The ninjas in this film are a deadly pestilence, like norovirus or combination Taco Bell-Pizza Hut locations. Crime boss Kuroda (non-Inception Ken Watanabe) and his partner, Jansen (Nicholson) are terrific, strutting around in tailored suits and looking self-satisfied as they toss around vague cliches about business success and science experiments. Filipino action fixture Romano Kristoff overcomes a terrible character name, Tom, as the de facto leader of the ninja underlings. I would be shocked if this particular gang hadn’t shattered the world record for ninja smoke-bomb exits, and even more shocked if Guinness failed to track that particular statistic because Guinness is usually on their game.
Seeing Nick Nicholson on the screen is always a welcome treat, but between his handsome suits and rugged beard, he brought it to another level here. My own beard has generated unsolicited compliments from complete strangers on a few occasions, but I don’t have shit on Nicholson. Why did he opt for just a moustache or a goatee in so many other films when his potential was so grizzly? He’s a goddamn Wolf Man!
Apropos of nothing but how amazing would a 1980s Filipino werewolf movie starring Nicholson have been? DREAM FUCKING PROJECT ... The space in which that ellipsis resides is the same space in which I imagine Wolfman Nicholson in combat fatigues running around the jungle and shredding commandos with his teeth and claws. Mike Monty is there. Jim Gaines. Exploding huts. Cirio directs. If we can get a holographic Tupac onstage at Coachella, surely we can get Nicholson in Wolfman Commando.

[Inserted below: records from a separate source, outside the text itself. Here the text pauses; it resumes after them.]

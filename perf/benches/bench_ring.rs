use criterion::{Criterion, Throughput, black_box, criterion_group, criterion_main};
use shmchan_perf::{make_channel, make_payload};

const PAYLOAD: usize = 256;

fn bench_write_read(c: &mut Criterion) {
    let (_region, chan) = make_channel(1 << 16);
    let payload = make_payload(PAYLOAD);
    let mut out = vec![0u8; PAYLOAD];

    let mut group = c.benchmark_group("ring");
    group.throughput(Throughput::Bytes(PAYLOAD as u64));

    group.bench_function("write+read 256B", |b| {
        b.iter(|| {
            chan.write(&[black_box(&payload)]).expect("write failed");
            chan.read(black_box(&mut out), 0).expect("read failed");
        });
    });
    drop(group);
}

fn bench_gather_write(c: &mut Criterion) {
    let (_region, chan) = make_channel(1 << 16);
    let head = make_payload(24);
    let body = make_payload(PAYLOAD - 32);
    let tail = make_payload(8);
    let mut out = vec![0u8; PAYLOAD];

    let mut group = c.benchmark_group("ring");
    group.throughput(Throughput::Bytes(PAYLOAD as u64));

    group.bench_function("gather write (3 segments) + read", |b| {
        b.iter(|| {
            chan.write(&[black_box(&head), black_box(&body), black_box(&tail)])
                .expect("write failed");
            chan.read(black_box(&mut out), 0).expect("read failed");
        });
    });
    drop(group);
}

fn bench_peek(c: &mut Criterion) {
    let (_region, chan) = make_channel(1 << 16);
    let payload = make_payload(PAYLOAD);
    chan.write(&[&payload]).expect("prefill failed");
    let mut out = vec![0u8; PAYLOAD];

    let mut group = c.benchmark_group("ring");
    group.throughput(Throughput::Bytes(PAYLOAD as u64));

    group.bench_function("peek 256B", |b| {
        b.iter(|| chan.peek(black_box(&mut out)).expect("peek failed"));
    });
    drop(group);
}

fn bench_debug_info(c: &mut Criterion) {
    let (_region, chan) = make_channel(1 << 16);

    let mut group = c.benchmark_group("ring");
    group.bench_function("debug_info", |b| {
        b.iter(|| black_box(chan.debug_info()));
    });
    drop(group);
}

criterion_group!(
    benches,
    bench_write_read,
    bench_gather_write,
    bench_peek,
    bench_debug_info
);
criterion_main!(benches);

It’s somewhat rare that one watches an 80s ninja film for the masterful choreography. Hong Kong fare like Ninja in the Dragon’s Den or Five Element Ninja are among the elite, and Sakura Killers was an enjoyable effort, but ninja films are more typically known for the spectacle of their fight scenes and not the choreography itself. Ninja Warriors is no different in that respect; it wins points on scale (lots of ninjas), cunning (different traps), and strange behavior (group abdominal exercises, breaking into houses through the chimney).
It’s always interesting to observe the various ways that ninja films from different eras and countries extend, subvert, or otherwise challenge traits of the ninja archetype. Whereas Sakura Killers demonstrated the ninjas’ “burrowing-and-tunneling” behavior, Ninja Warriors gives us a peek behind the curtain in an opening scene where the ninjas dig themselves into holes before presumably tunneling at a later date. How do you presume they dug said holes? Ninja magic? Nope, they used shovels. (Ninjas operating backhoes would have been silly, don’t you think?)
What happens when you marry the wacky spirit of Filipino 1980s action with the zany vibe of a 1980s ninja film? You get a lot of angry guests because the wedding favor is a shuriken to the face, but you also get a 1985 film called Ninja Warriors. The action is serviceable, the plot is ridiculous, the ninja scenes are plentiful, and Marchini shows that even your stone-faced heroes can wear the same ratty sweatshirt every day of the week.
The film movie made the jump to DVD, but you may be able to find the VHS release on Amazon or EBay. At a maximum of $20 for a used copy, you’re better off depending on the kindness of YouTube users.